BOB TAYLOR'S MARCH. Old-Time, Waltz. USA, Tennessee. D Major. Standard tuning (fiddle). AAB. The melody comes from Bob Taylor, who, along with his brother Alf, was both a fiddler and a Governor of Tennessee. The brothers, who belonged to different parties, were friendly rivals and would even share a bed while out campaigning against each other (they were each in office at different times). The Taylor vs. Taylor campaign of 1886 was so amicable, in fact, that it was called "The War of the Roses." Bob Taylor's original name for the tune may have been "Streaking Old Fiddle," a favorite tune of his. Fiddlin' A story goes that while Bob was Governor he attended a fiddle contest in Memphis and competed with a young Fiddlin' John Carson. Taylor won, but when time came to award the prize he stepped forward and told the assembly that he believed the judges had bestowed the prize upon him only because he was the Governor of the state. He said he could never hope to play like Fiddlin' John, and so declined the award. (attributed to Collier: "Fiddlin' John on Broadway", quoted by Gene Wiggins: Fiddlin' John Carson, His Real World and the World of this Songs {1989}). Another account of the contest (attributed to Radio Digest of November 7th, 1925, reprinted in Mark Wilson's notes to Rounder LP1003 Fiddlin' John Carson) goes:

.....Young Carson was declared winner and thereafter became known as Fiddlin' John, while Governor Taylor was so delighted with the young fellow's playing that right there on the spot, he bestowed his fiddle on the proud victor.

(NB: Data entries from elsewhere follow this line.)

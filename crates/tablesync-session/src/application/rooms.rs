//! Session room table.
//!
//! Maps session ids to their actor's mailbox. Rooms are created on first
//! join and evicted by the sweeper once they have been empty for the idle
//! window. Each handle carries a generation so that a stale handle is never
//! mistaken for the room that replaced it.

use std::sync::atomic::{AtomicU64, Ordering};
use std::time::Duration;

use dashmap::DashMap;
use tablesync_core::error::DomainError;
use tablesync_core::id::{ConnectionId, Identity, SessionId, UserId};
use tablesync_core::store::SessionRecord;
use tablesync_protocol::records::MemberPresence;
use tokio::sync::{mpsc, oneshot};
use tracing::{debug, info};

use crate::application::actor::{ActorContext, Mutation, SessionActor, SessionCommand};

#[derive(Clone)]
struct RoomHandle {
    generation: u64,
    mailbox: mpsc::Sender<SessionCommand>,
}

/// Live session rooms.
pub struct SessionRoomTable {
    rooms: DashMap<SessionId, RoomHandle>,
    next_generation: AtomicU64,
    ctx: ActorContext,
    mailbox: usize,
}

impl SessionRoomTable {
    pub(crate) fn new(ctx: ActorContext, mailbox: usize) -> Self {
        Self {
            rooms: DashMap::new(),
            next_generation: AtomicU64::new(1),
            ctx,
            mailbox,
        }
    }

    /// Number of live rooms.
    #[must_use]
    pub fn len(&self) -> usize {
        self.rooms.len()
    }

    /// Whether no room is live.
    #[must_use]
    pub fn is_empty(&self) -> bool {
        self.rooms.is_empty()
    }

    /// Whether a room for `session_id` is live.
    #[must_use]
    pub fn contains(&self, session_id: SessionId) -> bool {
        self.rooms.contains_key(&session_id)
    }

    /// Adds `identity` to the room for `record`, creating the room on first
    /// use. The joining connection receives its snapshot before the room
    /// hears about the join.
    ///
    /// # Errors
    ///
    /// Returns `DomainError::Infrastructure` if the room could not be
    /// reached after a retry.
    pub(crate) async fn join(
        &self,
        record: &SessionRecord,
        identity: &Identity,
        connection_id: ConnectionId,
    ) -> Result<Vec<MemberPresence>, DomainError> {
        // A room evicted between lookup and delivery drops the request; one
        // retry lands on its replacement.
        for _ in 0..2 {
            let handle = self.open(record);
            let (reply, rx) = oneshot::channel();
            let command = SessionCommand::Join {
                identity: identity.clone(),
                connection_id,
                reply,
            };
            if let Some(result) = request(&handle, command, rx).await {
                return result;
            }
            self.forget(record.session_id, handle.generation);
        }
        Err(DomainError::Infrastructure(format!(
            "session room {} unavailable",
            record.session_id
        )))
    }

    /// Removes `identity` from the room unless another of their connections
    /// is still bound to it. Returns whether they were removed.
    pub(crate) async fn leave(&self, session_id: SessionId, identity: &Identity) -> bool {
        let Some(handle) = self.handle(session_id) else {
            return false;
        };
        let (reply, rx) = oneshot::channel();
        let command = SessionCommand::Leave {
            identity: identity.clone(),
            reply,
        };
        if handle.mailbox.send(command).await.is_err() {
            self.forget(session_id, handle.generation);
            return false;
        }
        rx.await.unwrap_or(false)
    }

    /// Sends a snapshot of the room to `connection_id`.
    ///
    /// # Errors
    ///
    /// Returns `DomainError::NotAMember` if the room is gone or `user_id` is
    /// not in it.
    pub(crate) async fn send_snapshot(
        &self,
        session_id: SessionId,
        user_id: UserId,
        connection_id: ConnectionId,
    ) -> Result<(), DomainError> {
        let handle = self
            .handle(session_id)
            .ok_or(DomainError::NotAMember(session_id))?;
        let (reply, rx) = oneshot::channel();
        let command = SessionCommand::Snapshot {
            user_id,
            connection_id,
            reply,
        };
        match request(&handle, command, rx).await {
            Some(result) => result,
            None => {
                self.forget(session_id, handle.generation);
                Err(DomainError::NotAMember(session_id))
            }
        }
    }

    /// Applies `mutation` on behalf of `origin`, in submission order.
    ///
    /// # Errors
    ///
    /// Returns `DomainError::NotAMember` if the room is gone or `origin` is
    /// not in it, or whatever the transition itself rejects.
    pub(crate) async fn apply(
        &self,
        session_id: SessionId,
        origin: &Identity,
        mutation: Mutation,
    ) -> Result<(), DomainError> {
        let handle = self
            .handle(session_id)
            .ok_or(DomainError::NotAMember(session_id))?;
        let (reply, rx) = oneshot::channel();
        let command = SessionCommand::Apply {
            origin: origin.clone(),
            mutation,
            reply,
        };
        match request(&handle, command, rx).await {
            Some(result) => result,
            None => {
                self.forget(session_id, handle.generation);
                Err(DomainError::NotAMember(session_id))
            }
        }
    }

    /// Evicts every room that has been empty for at least `threshold`.
    /// Returns the number evicted.
    ///
    /// The idle check runs inside each room's actor, so a room with a
    /// mutation queued ahead of the check is never evicted mid-flight.
    pub async fn sweep(&self, threshold: Duration) -> usize {
        let handles: Vec<(SessionId, RoomHandle)> = self
            .rooms
            .iter()
            .map(|entry| (*entry.key(), entry.value().clone()))
            .collect();

        let mut evicted = 0;
        for (session_id, handle) in handles {
            let (reply, rx) = oneshot::channel();
            let command = SessionCommand::SweepIfIdle { threshold, reply };
            let idle = if handle.mailbox.send(command).await.is_ok() {
                rx.await.unwrap_or(true)
            } else {
                true
            };
            if idle && self.forget(session_id, handle.generation) {
                evicted += 1;
            }
        }
        if evicted > 0 {
            info!(evicted, remaining = self.rooms.len(), "Idle rooms evicted");
        }
        evicted
    }

    fn handle(&self, session_id: SessionId) -> Option<RoomHandle> {
        self.rooms.get(&session_id).map(|entry| entry.value().clone())
    }

    fn open(&self, record: &SessionRecord) -> RoomHandle {
        self.rooms
            .entry(record.session_id)
            .or_insert_with(|| {
                let generation = self.next_generation.fetch_add(1, Ordering::Relaxed);
                debug!(session_id = %record.session_id, generation, "Opening session room");
                RoomHandle {
                    generation,
                    mailbox: SessionActor::spawn(record.clone(), self.ctx.clone(), self.mailbox),
                }
            })
            .value()
            .clone()
    }

    /// Drops the table entry if it still points at `generation`.
    fn forget(&self, session_id: SessionId, generation: u64) -> bool {
        self.rooms
            .remove_if(&session_id, |_, handle| handle.generation == generation)
            .is_some()
    }
}

/// Delivers `command` and waits for the reply. `None` means the actor is
/// gone and the command was never applied.
async fn request<T>(
    handle: &RoomHandle,
    command: SessionCommand,
    rx: oneshot::Receiver<Result<T, DomainError>>,
) -> Option<Result<T, DomainError>> {
    handle.mailbox.send(command).await.ok()?;
    rx.await.ok()
}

John Carson became a friend of Bob's and used to campaign with him, fiddle in hand.

Source for notated version: Charlie Taylor (Tenn.) [Phillips].

Printed source: Phillips (Traditional American Fiddle Tunes), vol. 2, 1995; p. 243.

Recorded source: CA-01, Charlie Acuff - "Left Handed Fiddler" (1990. A privately issued cassette featuring the 70 year old fiddler from Alcoa, Tennessee).